Classic form of nevus lipomatosis cutaneous superficialis of vulva
2 Department of Pathology, Jawaharlal Institute of Postgraduate Medical Education and Research, Puducherry, India
Department of Dermatology, Jawaharlal Institute of Postgraduate Medical Education and Research, Puducherry - 605 006
|How to cite this article:
Singh N, Kumari R, Thappa DM, Kar R, Kulandaisamy S. Classic form of nevus lipomatosis cutaneous superficialis of vulva. Indian J Dermatol Venereol Leprol 2014;80:473-475
Nevus lipomatosis cutaneous superficialis is a rare idiopathic hamartoma of adipocytes. We report a classic form of nevus lipomatosis which occurred on the vulva, an unusual site for this lesion. Nevus lipomatosis involving the genitalia can cause psychological trauma to the child as well as parents and hence requires treatment and counseling.
A 10-year-old girl was brought to us by her anxious parents for a polypoidal growth over the right vulva. It began as an asymptomatic, soft, hypopigmented swelling since birth which was gradually increasing in size for two years. Physical examination revealed a non-tender, well defined, yellow-colored, soft plaque measuring 15 × 9 cm over the right labium majorum, mons pubis, inguinal fold and upper medial thigh. There was a soft pedunculated polyp measuring 1.5 × 1 cm over the right labium majorum [Figure - 1]. The polyp was excised and the surrounding plaque was subjected to a skin biopsy [Figure - 2]. Histopathological examination revealed orthokeratosis, follicular plugging and acanthosis with lobules of mature adipose tissue separated by bundles of collagen in the reticular dermis [Figure - 2]. These findings were consistent with the clinical diagnosis of nevus lipomatosis cutaneous superficialis. The girl was referred to a plastic surgeon for staged excision.

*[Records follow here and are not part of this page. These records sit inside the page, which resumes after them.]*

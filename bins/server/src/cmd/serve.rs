use std::sync::Arc;
use std::time::Duration;

use tokio_util::sync::CancellationToken;

use crate::config::{ServeArgs, ServerConfig, Settings};
use crate::error::ServerError;
use topic_engine::TopicCatalog;
use topic_source_file::JsonFileSource;

const DRAIN_TIMEOUT: Duration = Duration::from_secs(5);

pub async fn run(args: ServeArgs) -> Result<(), ServerError> {
    tracing::info!("topic-server starting");

    // --- Load config ---
    let file_config = match &args.config {
        Some(path) => {
            let cfg = ServerConfig::load(path)?;
            tracing::info!(config = %path.display(), "loaded config");
            Some(cfg)
        }
        None => None,
    };
    let settings = Settings::resolve(&args, file_config);

    // --- Topic source ---
    // Файл читается на каждый запрос: отсутствие файла не мешает старту.
    let source = JsonFileSource::from_config(&settings.source);
    if !source.path().exists() {
        tracing::warn!(
            path = %source.path().display(),
            "topics file not found, /api/topics will fail until it exists"
        );
    } else {
        tracing::info!(path = %source.path().display(), "serving topics from file");
    }
    let catalog = Arc::new(TopicCatalog::new(Arc::new(source)));

    // --- CancellationToken for graceful shutdown ---
    let token = CancellationToken::new();

    // --- API server ---
    let addr = settings.addr;
    let api_token = token.clone();
    let mut api_handle =
        tokio::spawn(async move { topic_api_server::run(addr, catalog, api_token).await });

    tracing::info!(url = %format!("http://localhost:{}", addr.port()), "server is running");
    tracing::info!(
        endpoint = %format!("http://localhost:{}/api/topics", addr.port()),
        "api endpoint"
    );

    // --- Wait for Ctrl+C, or the server dying on its own (e.g. bind error) ---
    tokio::select! {
        res = &mut api_handle => {
            return match res {
                Ok(Ok(())) => Ok(()),
                Ok(Err(e)) => Err(ServerError::Api(e)),
                Err(e) => Err(ServerError::Api(format!("api task: {e}"))),
            };
        }
        res = tokio::signal::ctrl_c() => res?,
    }
    tracing::info!("shutting down...");

    token.cancel();

    // Drain in-flight requests, then give up
    match tokio::time::timeout(DRAIN_TIMEOUT, &mut api_handle).await {
        Ok(Ok(Ok(()))) => {}
        Ok(Ok(Err(e))) => tracing::error!(error = %e, "api server error"),
        Ok(Err(e)) => tracing::error!(error = %e, "api task failed"),
        Err(_) => {
            tracing::warn!(timeout = ?DRAIN_TIMEOUT, "drain timed out, aborting");
            api_handle.abort();
        }
    }

    tracing::info!("shutdown complete");
    Ok(())
}
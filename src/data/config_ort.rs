//! Options for building the ORT YOLO runner.

use std::path::{Path, PathBuf};
use anyhow::Result;
use crate::common::{InferenceDevice, ModelVersion, DEFAULT_INFERENCE_SIZE};
use crate::data::CROSS_MARK;

#[derive(Debug, Clone)]
pub struct ConfigOrt {
    pub onnx_path: PathBuf,
    pub ort_lib_path: Option<PathBuf>,
    pub device: InferenceDevice,
    pub model_width: u32,
    pub model_height: u32,
    pub profile: bool,
    pub num_dry_run: usize,

    pub nc: Option<usize>,
    pub confs: Vec<f32>,
    pub iou: Option<f32>,
    pub names: Option<Vec<String>>,
    pub yolo_version: ModelVersion,
}

impl Default for ConfigOrt {
    fn default() -> Self {
        Self {
            onnx_path: PathBuf::new(),
            ort_lib_path: None,
            device: InferenceDevice::CPU,
            profile: false,
            model_height: DEFAULT_INFERENCE_SIZE,
            model_width: DEFAULT_INFERENCE_SIZE,
            num_dry_run: 1,

            nc: Some(80), // Default COCO class number
            confs: vec![0.25f32],
            iou: None,
            names: None,
            yolo_version: ModelVersion::default(),
        }
    }
}

impl ConfigOrt {
    pub fn new() -> Self {
        Default::default()
    }

    pub fn with_model(mut self, onnx_path: &Path) -> Result<Self> {
        if !onnx_path.is_file() {
            anyhow::bail!("{CROSS_MARK} ONNX model not found: {}", onnx_path.display());
        }
        self.onnx_path = onnx_path.to_path_buf();
        Ok(self)
    }

    pub fn with_ort_lib_path(mut self, ort_lib_path: Option<&Path>) -> Result<Self> {
        if let Some(path) = ort_lib_path {
            if !path.is_file() {
                anyhow::bail!("{CROSS_MARK} ONNX Runtime library not found: {}", path.display());
            }
        }
        self.ort_lib_path = ort_lib_path.map(Path::to_path_buf);
        Ok(self)
    }

    /// Square model input, `n` x `n`.
    pub fn with_inference_size(mut self, n: u32) -> Self {
        self.model_width = n;
        self.model_height = n;
        self
    }

    pub fn with_device(mut self, device_type: InferenceDevice) -> Self {
        self.device = device_type;
        self
    }

    pub fn with_yolo_version(mut self, x: ModelVersion) -> Self {
        self.yolo_version = x;
        self
    }

    pub fn with_profile(mut self, profile: bool) -> Self {
        self.profile = profile;
        self
    }

    pub fn with_names(mut self, names: Option<Vec<String>>) -> Self {
        self.names = names;
        self
    }

    pub fn with_iou(mut self, x: f32) -> Self {
        self.iou = Some(x);
        self
    }

    pub fn with_confs(mut self, x: &[f32]) -> Self {
        self.confs = x.to_vec();
        self
    }
}
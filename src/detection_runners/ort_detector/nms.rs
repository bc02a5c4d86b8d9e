pub trait Nms {
    fn iou(&self, other: &Self) -> f32;
    fn confidence(&self) -> f32;
    fn class_id(&self) -> isize;
}

/// Greedy per-class non-maximum suppression, keeping the most confident box
/// of every overlapping group. Boxes of different classes never suppress each
/// other. The survivors are left sorted by confidence.
pub fn nms<T: Nms>(boxes: &mut Vec<T>, iou_threshold: f32) {
    boxes.sort_by(|b1, b2| {
        b2.confidence()
            .partial_cmp(&b1.confidence())
            .unwrap_or(std::cmp::Ordering::Equal)
    });
    let mut current_index = 0;
    for index in 0..boxes.len() {
        let mut drop = false;
        for prev_index in 0..current_index {
            if boxes[prev_index].class_id() != boxes[index].class_id() {
                continue;
            }
            let iou = boxes[prev_index].iou(&boxes[index]);
            if iou > iou_threshold {
                drop = true;
                break;
            }
        }
        if !drop {
            boxes.swap(current_index, index);
            current_index += 1;
        }
    }
    boxes.truncate(current_index);
}

#[cfg(test)]
mod tests {
    use super::*;
    use crate::common::Detection;

    #[test]
    fn suppresses_overlapping_boxes() {
        let mut boxes = vec![
            Detection::default().with_x1y1_wh(0., 0., 100., 100.).with_confidence(0.6),
            Detection::default().with_x1y1_wh(5., 5., 100., 100.).with_confidence(0.9),
            Detection::default().with_x1y1_wh(300., 300., 50., 50.).with_confidence(0.4),
        ];

        nms(&mut boxes, 0.7);

        assert_eq!(boxes.len(), 2);
        assert_eq!(boxes[0].confidence, 0.9);
        assert_eq!(boxes[1].confidence, 0.4);
    }

    #[test]
    fn overlapping_boxes_of_other_classes_survive() {
        let mut boxes = vec![
            Detection::default().with_class_id(0).with_x1y1_wh(10., 10., 80., 200.).with_confidence(0.6),
            Detection::default().with_class_id(26).with_x1y1_wh(12., 12., 80., 200.).with_confidence(0.8),
            Detection::default().with_class_id(0).with_x1y1_wh(11., 11., 80., 200.).with_confidence(0.5),
        ];

        nms(&mut boxes, 0.7);

        assert_eq!(boxes.len(), 2);
        assert_eq!(boxes[0].class_id, 26);
        assert_eq!(boxes[1].class_id, 0);
        assert_eq!(boxes[1].confidence, 0.6);
    }
}
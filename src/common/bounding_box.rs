#[derive(Default, Debug, Clone, Copy, PartialEq, PartialOrd)]
pub struct BoundingBox {
    pub x1: f32,
    pub y1: f32,
    pub x2: f32,
    pub y2: f32,
    pub w: f32,
    pub h: f32,
}

impl BoundingBox {
    pub fn new(x1: f32, y1: f32, x2: f32, y2: f32) -> Self {
        Self {
            x1,
            y1,
            x2,
            y2,
            w: x2 - x1,
            h: y2 - y1,
        }
    }

    /// Computes the area of the bounding box.
    pub fn area(&self) -> f32 {
        self.h * self.w
    }

    /// Computes the intersection area between this bounding box and another.
    pub fn intersect(&self, other: &BoundingBox) -> f32 {
        let left = self.x1.max(other.x1);
        let right = (self.x1 + self.w).min(other.x1 + other.w);
        let top = self.y1.max(other.y1);
        let bottom = (self.y1 + self.h).min(other.y1 + other.h);
        (right - left).max(0.) * (bottom - top).max(0.)
    }

    /// Computes the union area between this bounding box and another.
    pub fn union(&self, other: &BoundingBox) -> f32 {
        self.area() + other.area() - self.intersect(other)
    }

    /// Intersection over union. Two degenerate boxes give `0.0`, never NaN.
    pub fn iou(&self, other: &BoundingBox) -> f32 {
        let union = self.union(other);
        if union <= 0. {
            return 0.;
        }
        self.intersect(other) / union
    }

    /// Sets the bounding box's coordinates and dimensions using `(x, y, w, h)`.
    pub fn with_x1y1_wh(mut self, x: f32, y: f32, w: f32, h: f32) -> Self {
        self.x1 = x;
        self.y1 = y;
        self.w = w;
        self.h = h;

        self.x2 = x + w;
        self.y2 = y + h;
        self
    }
}
use std::fmt;
use std::str::FromStr;

#[derive(Debug, Default, Clone, Copy, PartialEq, Eq)]
pub enum InferenceDevice {
    #[default] CPU,
    CUDA(usize),
}

// Hardcoded device names. Storing the "proper" spelling and the lowercase version.
const CPU: [&str; 2] = ["CPU", "cpu"];
const CUDA: [&str; 2] = ["CUDA", "cuda"];

impl InferenceDevice {
    pub fn from_name(device: &str, device_id: usize) -> Option<Self> {
        match device.to_lowercase().as_str() {
            "cpu" => Some(InferenceDevice::CPU),
            "cuda" => Some(InferenceDevice::CUDA(device_id)),
            _ => None,
        }
    }

    pub fn str(&self) -> &'static str {
        match self {
            InferenceDevice::CPU => CPU[0],
            InferenceDevice::CUDA(_) => CUDA[0],
        }
    }

    pub fn str_lowercase(&self) -> &'static str {
        match self {
            InferenceDevice::CPU => CPU[1],
            InferenceDevice::CUDA(_) => CUDA[1],
        }
    }

    pub fn all_inference_devices() -> Vec<String> {
        vec![
            InferenceDevice::CPU.str_lowercase().to_string(),
            InferenceDevice::CUDA(0).str_lowercase().to_string(),
        ]
    }
}

impl fmt::Display for InferenceDevice {
    fn fmt(&self, f: &mut fmt::Formatter<'_>) -> fmt::Result {
        match self {
            InferenceDevice::CPU => f.write_str(self.str()),
            InferenceDevice::CUDA(id) => write!(f, "{}:{}", self.str(), id),
        }
    }
}

impl FromStr for InferenceDevice {
    type Err = String;

    /// Accepts `cpu`, `cuda` or `cuda:<id>`.
    fn from_str(device: &str) -> Result<Self, Self::Err> {
        let (name, id) = match device.split_once(':') {
            Some((name, id)) => {
                let id = id.parse::<usize>().map_err(|_| format!("invalid device id: {id}"))?;
                (name, id)
            }
            None => (device, 0),
        };
        Self::from_name(name, id).ok_or_else(|| {
            format!(
                "unknown inference device {device}, expected one of: {}",
                Self::all_inference_devices().join(", ")
            )
        })
    }
}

|Figure 1: Well-defined yellow colored soft plaque over the right labium majorum and mons pubis extending onto the inguinal fold and upper medial thigh, with a soft pedunculated polyp over the right labium majorum`|
|Figure 2: Lobules of mature adipose tissue separated by bundles of collagen in the reticular dermis (H and E, ×40)|
Nevus lipomatosis cutaneous superficialis is a hamartoma of adipocytes, first reported by Hoffmann and Zurhelle  in 1921. It is histologically characterized by the presence of mature adipocytes in the dermis that lack any connection with the subcutaneous fat.  The pathogenesis of nevus lipomatosis is unknown and several theories including adipose metaplasia, heterotopias of adipocytes, and adipocytes originating from dermal vessel walls have been proposed. 
There is no gender predilection and the condition is not heritable. It consists of two clinical subtypes, the classic multiple and the solitary form. , The classic form usually appears at birth or within the first two decades of life and presents as multiple, usually unilateral lesions. It may be present in a band-like, linear or zosteriform pattern. It has a predilection for the pelvic girdle area i.e.,buttocks and upper part of posterior thigh but can also occur on the chest, abdomen and face. It presents as multiple dome-shaped papules that are sessile or pedunculated. These usually appear simultaneously and are stable though a few papules may increase in size. The surface of nevus lipomatosis is usually smooth, as was observed in our case. But in rare cases, the surface can be wrinkled, cerebriform or have a peau d′ orange texture. The rare solitary form appears as a plaque or linear lesion in the third to sixth decade of life and has no predilection for any specific site. 
Our case is a classic form of nevus lipomatosis cutaneous superficialis of vulva that appears not to have been previously reported though there are reports of the solitary form of nevus lipomatosis involving the labium majorum  and clitoris.  The differential diagnosis includes lipoblastoma and congenital lipoma.  Lipoblastoma, a rare benign mesenchymal tumor of infancy arising from fetal adipose tissue shows lobules of immature adipocytes in a myxoid matrix. Congenital lipoma shows mature adipocytes in subcutaneous tissue unlike nevus lipomatosis cutaneous superficialis, where mature adipocytes are seen in the dermis without having any connection to the subcutaneous fat. 
Nevus lipomatosis cutaneous superficialis usually does not require any treatment but surgical excision or intralesional phosphatidylcholine can be tried if it involves the genitalia and causes psychological trauma to the patient.  Intralesional sodium deoxycholate (24 mg/ml) followed by intralesional phosphatidylcholine (50 mg/ml) has been reported to cause clinical and histological resolution but post-injection erythema, postinflammatory pigmentation and scarring have been observed.  The detergent action of sodium deoxycholate causes fat cell destruction and the released fatty acids are emulsified by phosphatidylcholine. , The optimal concentration and the injection depth of these drugs is not yet established.